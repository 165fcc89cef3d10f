//! Clinic Site - bilingual site renderer and local content editor
//!
//! The site is rendered from a JSON content document. Edits made in the
//! admin editor never touch that document: they are kept as a sparse override
//! document in a local state directory and merged on top of it whenever the
//! site is rendered or the editor reads a value. Exporting writes the merged
//! result so it can be deployed as the new content document.

pub mod auth;
pub mod config;
pub mod editor;
pub mod lang;
pub mod loader;
pub mod render;
pub mod schema;

pub use site_content;

pub use auth::{AdminGate, GateState, LoginError, SessionToken};
pub use config::{ConfigError, SiteConfig};
pub use editor::{EditorError, EditorSession};
pub use lang::Lang;
pub use loader::{load_base, LoadError};
pub use render::{AppointmentRequest, PageView, SiteRenderer};
pub use schema::{ContentField, ListSection, SiteContent};
//! Site configuration
//!
//! Layered merge:
//! 1. Built-in defaults
//! 2. Site config file (`site.toml` in the site root, or `--config`)
//! 3. CLI flags

mod defaults;
mod effective;

pub use defaults::BuiltinDefaults;
pub use effective::{ConfigError, ConfigOrigin, ConfigSource, SiteConfig, CONFIG_FILE_NAME};
//! Built-in defaults (layer 1)

use serde::{Deserialize, Serialize};

/// Built-in default configuration values
#[derive(Debug, Clone, Serialize, Deserialize)]
pub struct BuiltinDefaults {
    /// Base content document, relative to the site root (default: "content.json")
    pub content_path: String,

    /// Directory holding overrides and the admin session (default: ".clinic-admin")
    pub state_dir: String,

    /// Directory receiving rendered pages (default: "dist")
    pub output: String,

    /// Exported effective document (default: "content.export.json")
    pub export_path: String,
}

impl Default for BuiltinDefaults {
    fn default() -> Self {
        Self {
            content_path: "content.json".to_string(),
            state_dir: ".clinic-admin".to_string(),
            output: "dist".to_string(),
            export_path: "content.export.json".to_string(),
        }
    }
}

impl BuiltinDefaults {
    /// Convert to JSON Value for merging
    pub fn to_value(&self) -> serde_json::Value {
        serde_json::json!({
            "content_path": self.content_path,
            "state_dir": self.state_dir,
            "output": self.output,
            "export_path": self.export_path,
        })
    }
}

--*--

• [YOUR INSTRUCTIONS] Every entry needs to be retyped exactly.

• [SOLUTION]
repository 165fcc89cef3d10f
//! Clinic Site - bilingual site renderer and local content editor
//!
//! The site is rendered from a JSON content document. Edits made in the
//! admin editor never touch that document: they are kept as a sparse override
//! document in a local state directory and merged on top of it whenever the
//! site is rendered or the editor reads a value. Exporting writes the merged
//! result so it can be deployed as the new content document.

pub mod auth;
pub mod config;
pub mod editor;
pub mod lang;
pub mod loader;
pub mod render;
pub mod schema;

pub use site_content;

pub use auth::{AdminGate, GateState, LoginError, SessionToken};
pub use config::{ConfigError, SiteConfig};
pub use editor::{EditorError, EditorSession};
pub use lang::Lang;
pub use loader::{load_base, LoadError};
pub use render::{AppointmentRequest, PageView, SiteRenderer};
pub use schema::{ContentField, ListSection, SiteContent};
//! Site configuration
//!
//! Layered merge:
//! 1. Built-in defaults
//! 2. Site config file (`site.toml` in the site root, or `--config`)
//! 3. CLI flags

mod defaults;
mod effective;

pub use defaults::BuiltinDefaults;
pub use effective::{ConfigError, ConfigOrigin, ConfigSource, SiteConfig, CONFIG_FILE_NAME};
//! Built-in defaults (layer 1)

use serde::{Deserialize, Serialize};

/// Built-in default configuration values
#[derive(Debug, Clone, Serialize, Deserialize)]
pub struct BuiltinDefaults {
    /// Base content document, relative to the site root (default: "content.json")
    pub content_path: String,

    /// Directory holding overrides and the admin session (default: ".clinic-admin")
    pub state_dir: String,

    /// Directory receiving rendered pages (default: "dist")
    pub output: String,

    /// Exported effective document (default: "content.export.json")
    pub export_path: String,
}

impl Default for BuiltinDefaults {
    fn default() -> Self {
        Self {
            content_path: "content.json".to_string(),
            state_dir: ".clinic-admin".to_string(),
            output: "dist".to_string(),
            export_path: "content.export.json".to_string(),
        }
    }
}

impl BuiltinDefaults {
    /// Convert to JSON Value for merging
    pub fn to_value(&self) -> serde_json::Value {
        serde_json::json!({
            "content_path": self.content_path,
            "state_dir": self.state_dir,
            "output": self.output,
            "export_path": self.export_path,
        })
    }
}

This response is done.